>>>>>

//! PDF canvas built on lopdf.

use std::path::Path;

use lopdf::content::{Content, Operation};
use lopdf::{dictionary, Dictionary, Document, Object, ObjectId, Stream, StringFormat};

use crate::canvas::Canvas;
use crate::error::{VercalError, VercalResult};
use crate::font::{encode_winansi, Font};

/// Control-point offset for approximating a quarter circle with a Bezier.
const CIRCLE_K: f64 = 0.5523;

fn real(value: f64) -> Object {
    Object::Real(value as f32)
}

/// A paginated PDF drawing surface. Pages accumulate operations until
/// `show_page`; `save` assembles the document and writes it atomically.
pub struct PdfCanvas {
    doc: Document,
    pages_id: ObjectId,
    font_id: ObjectId,
    finished_pages: Vec<Vec<Operation>>,
    operations: Vec<Operation>,
    page_width: f64,
    page_height: f64,
    font_size: f64,
}

impl PdfCanvas {
    /// Create a canvas for `page_width` x `page_height` point pages using
    /// `font` for all text.
    pub fn new(page_width: f64, page_height: f64, font: &Font) -> Self {
        let mut doc = Document::with_version("1.5");
        let pages_id = doc.new_object_id();
        let font_dict = font.to_dictionary(&mut doc);
        let font_id = doc.add_object(font_dict);
        PdfCanvas {
            doc,
            pages_id,
            font_id,
            finished_pages: Vec::new(),
            operations: Vec::new(),
            page_width,
            page_height,
            font_size: 12.0,
        }
    }

    fn push(&mut self, operator: &str, operands: Vec<Object>) {
        self.operations.push(Operation::new(operator, operands));
    }

    /// Assemble the document and write it to `path`. The bytes go to a
    /// sibling temporary file that is persisted over `path` only once the
    /// whole document has been written, so a failure never leaves a
    /// truncated file at the destination.
    pub fn save(mut self, path: &Path) -> VercalResult<()> {
        if !self.operations.is_empty() {
            let trailing = std::mem::take(&mut self.operations);
            self.finished_pages.push(trailing);
        }

        let mut kids: Vec<Object> = Vec::with_capacity(self.finished_pages.len());
        let pages = std::mem::take(&mut self.finished_pages);
        for operations in pages {
            let encoded = Content { operations }
                .encode()
                .map_err(|e| VercalError::Pdf(e.to_string()))?;
            let content_id = self
                .doc
                .add_object(Stream::new(Dictionary::new(), encoded));
            let page_id = self.doc.add_object(dictionary! {
                "Type" => "Page",
                "Parent" => self.pages_id,
                "Contents" => content_id,
            });
            kids.push(page_id.into());
        }

        let count = kids.len() as i64;
        let pages_dict = dictionary! {
            "Type" => "Pages",
            "Kids" => kids,
            "Count" => count,
            "MediaBox" => vec![0.into(), 0.into(), real(self.page_width), real(self.page_height)],
            "Resources" => dictionary! {
                "Font" => dictionary! { "F1" => self.font_id },
            },
        };
        self.doc
            .objects
            .insert(self.pages_id, Object::Dictionary(pages_dict));
        let catalog_id = self.doc.add_object(dictionary! {
            "Type" => "Catalog",
            "Pages" => self.pages_id,
        });
        self.doc.trailer.set("Root", catalog_id);
        self.doc.compress();

        let dir = path
            .parent()
            .filter(|p| !p.as_os_str().is_empty())
            .unwrap_or_else(|| Path::new("."));
        let mut temp = tempfile::NamedTempFile::new_in(dir)?;
        self.doc
            .save_to(temp.as_file_mut())
            .map_err(|e| VercalError::Pdf(e.to_string()))?;
        temp.persist(path).map_err(|e| VercalError::Io(e.error))?;
        Ok(())
    }
}

impl Canvas for PdfCanvas {
    fn set_font(&mut self, size: f64) {
        self.font_size = size;
    }

    fn set_dash(&mut self, on: i64, off: i64) {
        let pattern = if off == 0 {
            Vec::new()
        } else {
            vec![on.into(), off.into()]
        };
        self.push("d", vec![Object::Array(pattern), 0.into()]);
    }

    fn set_line_width(&mut self, width: f64) {
        self.push("w", vec![real(width)]);
    }

    fn set_stroke_color(&mut self, r: f64, g: f64, b: f64) {
        self.push("RG", vec![real(r), real(g), real(b)]);
    }

    fn line(&mut self, x1: f64, y1: f64, x2: f64, y2: f64) {
        self.push("m", vec![real(x1), real(y1)]);
        self.push("l", vec![real(x2), real(y2)]);
        self.push("S", vec![]);
    }

    fn rect(&mut self, x: f64, y: f64, width: f64, height: f64) {
        self.push("re", vec![real(x), real(y), real(width), real(height)]);
        self.push("S", vec![]);
    }

    fn circle(&mut self, cx: f64, cy: f64, radius: f64) {
        let k = CIRCLE_K * radius;
        let r = radius;
        self.push("m", vec![real(cx - r), real(cy)]);
        self.push(
            "c",
            vec![real(cx - r), real(cy + k), real(cx - k), real(cy + r), real(cx), real(cy + r)],
        );
        self.push(
            "c",
            vec![real(cx + k), real(cy + r), real(cx + r), real(cy + k), real(cx + r), real(cy)],
        );
        self.push(
            "c",
            vec![real(cx + r), real(cy - k), real(cx + k), real(cy - r), real(cx), real(cy - r)],
        );
        self.push(
            "c",
            vec![real(cx - k), real(cy - r), real(cx - r), real(cy - k), real(cx - r), real(cy)],
        );
        self.push("S", vec![]);
    }

    fn text(&mut self, x: f64, y: f64, text: &str) {
        self.push("BT", vec![]);
        self.push("Tf", vec!["F1".into(), real(self.font_size)]);
        self.push("Td", vec![real(x), real(y)]);
        self.push(
            "Tj",
            vec![Object::String(encode_winansi(text), StringFormat::Literal)],
        );
        self.push("ET", vec![]);
    }

    fn show_page(&mut self) {
        let operations = std::mem::take(&mut self.operations);
        self.finished_pages.push(operations);
    }
}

<<<<<

Retype the material exactly.

OUTPUT OF THE EXERCISE.
//! PDF canvas built on lopdf.

use std::path::Path;

use lopdf::content::{Content, Operation};
use lopdf::{dictionary, Dictionary, Document, Object, ObjectId, Stream, StringFormat};

use crate::canvas::Canvas;
use crate::error::{VercalError, VercalResult};
use crate::font::{encode_winansi, Font};

/// Control-point offset for approximating a quarter circle with a Bezier.
const CIRCLE_K: f64 = 0.5523;

fn real(value: f64) -> Object {
    Object::Real(value as f32)
}

/// A paginated PDF drawing surface. Pages accumulate operations until
/// `show_page`; `save` assembles the document and writes it atomically.
pub struct PdfCanvas {
    doc: Document,
    pages_id: ObjectId,
    font_id: ObjectId,
    finished_pages: Vec<Vec<Operation>>,
    operations: Vec<Operation>,
    page_width: f64,
    page_height: f64,
    font_size: f64,
}

impl PdfCanvas {
    /// Create a canvas for `page_width` x `page_height` point pages using
    /// `font` for all text.
    pub fn new(page_width: f64, page_height: f64, font: &Font) -> Self {
        let mut doc = Document::with_version("1.5");
        let pages_id = doc.new_object_id();
        let font_dict = font.to_dictionary(&mut doc);
        let font_id = doc.add_object(font_dict);
        PdfCanvas {
            doc,
            pages_id,
            font_id,
            finished_pages: Vec::new(),
            operations: Vec::new(),
            page_width,
            page_height,
            font_size: 12.0,
        }
    }

    fn push(&mut self, operator: &str, operands: Vec<Object>) {
        self.operations.push(Operation::new(operator, operands));
    }

    /// Assemble the document and write it to `path`. The bytes go to a
    /// sibling temporary file that is persisted over `path` only once the
    /// whole document has been written, so a failure never leaves a
    /// truncated file at the destination.
    pub fn save(mut self, path: &Path) -> VercalResult<()> {
        if !self.operations.is_empty() {
            let trailing = std::mem::take(&mut self.operations);
            self.finished_pages.push(trailing);
        }

        let mut kids: Vec<Object> = Vec::with_capacity(self.finished_pages.len());
        let pages = std::mem::take(&mut self.finished_pages);
        for operations in pages {
            let encoded = Content { operations }
                .encode()
                .map_err(|e| VercalError::Pdf(e.to_string()))?;
            let content_id = self
                .doc
                .add_object(Stream::new(Dictionary::new(), encoded));
            let page_id = self.doc.add_object(dictionary! {
                "Type" => "Page",
                "Parent" => self.pages_id,
                "Contents" => content_id,
            });
            kids.push(page_id.into());
        }

        let count = kids.len() as i64;
        let pages_dict = dictionary! {
            "Type" => "Pages",
            "Kids" => kids,
            "Count" => count,
            "MediaBox" => vec![0.into(), 0.into(), real(self.page_width), real(self.page_height)],
            "Resources" => dictionary! {
                "Font" => dictionary! { "F1" => self.font_id },
            },
        };
        self.doc
            .objects
            .insert(self.pages_id, Object::Dictionary(pages_dict));
        let catalog_id = self.doc.add_object(dictionary! {
            "Type" => "Catalog",
            "Pages" => self.pages_id,
        });
        self.doc.trailer.set("Root", catalog_id);
        self.doc.compress();

        let dir = path
            .parent()
            .filter(|p| !p.as_os_str().is_empty())
            .unwrap_or_else(|| Path::new("."));
        let mut temp = tempfile::NamedTempFile::new_in(dir)?;
        self.doc
            .save_to(temp.as_file_mut())
            .map_err(|e| VercalError::Pdf(e.to_string()))?;
        temp.persist(path).map_err(|e| VercalError::Io(e.error))?;
        Ok(())
    }
}

impl Canvas for PdfCanvas {
    fn set_font(&mut self, size: f64) {
        self.font_size = size;
    }

    fn set_dash(&mut self, on: i64, off: i64) {
        let pattern = if off == 0 {
            Vec::new()
        } else {
            vec![on.into(), off.into()]
        };
        self.push("d", vec![Object::Array(pattern), 0.into()]);
    }

    fn set_line_width(&mut self, width: f64) {
        self.push("w", vec![real(width)]);
    }

    fn set_stroke_color(&mut self, r: f64, g: f64, b: f64) {
        self.push("RG", vec![real(r), real(g), real(b)]);
    }

    fn line(&mut self, x1: f64, y1: f64, x2: f64, y2: f64) {
        self.push("m", vec![real(x1), real(y1)]);
        self.push("l", vec![real(x2), real(y2)]);
        self.push("S", vec![]);
    }

    fn rect(&mut self, x: f64, y: f64, width: f64, height: f64) {
        self.push("re", vec![real(x), real(y), real(width), real(height)]);
        self.push("S", vec![]);
    }

    fn circle(&mut self, cx: f64, cy: f64, radius: f64) {
        let k = CIRCLE_K * radius;
        let r = radius;
        self.push("m", vec![real(cx - r), real(cy)]);
        self.push(
            "c",
            vec![real(cx - r), real(cy + k), real(cx - k), real(cy + r), real(cx), real(cy + r)],
        );
        self.push(
            "c",
            vec![real(cx + k), real(cy + r), real(cx + r), real(cy + k), real(cx + r), real(cy)],
        );
        self.push(
            "c",
            vec![real(cx + r), real(cy - k), real(cx + k), real(cy - r), real(cx), real(cy - r)],
        );
        self.push(
            "c",
            vec![real(cx - k), real(cy - r), real(cx - r), real(cy - k), real(cx - r), real(cy)],
        );
        self.push("S", vec![]);
    }

    fn text(&mut self, x: f64, y: f64, text: &str) {
        self.push("BT", vec![]);
        self.push("Tf", vec!["F1".into(), real(self.font_size)]);
        self.push("Td", vec![real(x), real(y)]);
        self.push(
            "Tj",
            vec![Object::String(encode_winansi(text), StringFormat::Literal)],
        );
        self.push("ET", vec![]);
    }

    fn show_page(&mut self) {
        let operations = std::mem::take(&mut self.operations);
        self.finished_pages.push(operations);
    }
}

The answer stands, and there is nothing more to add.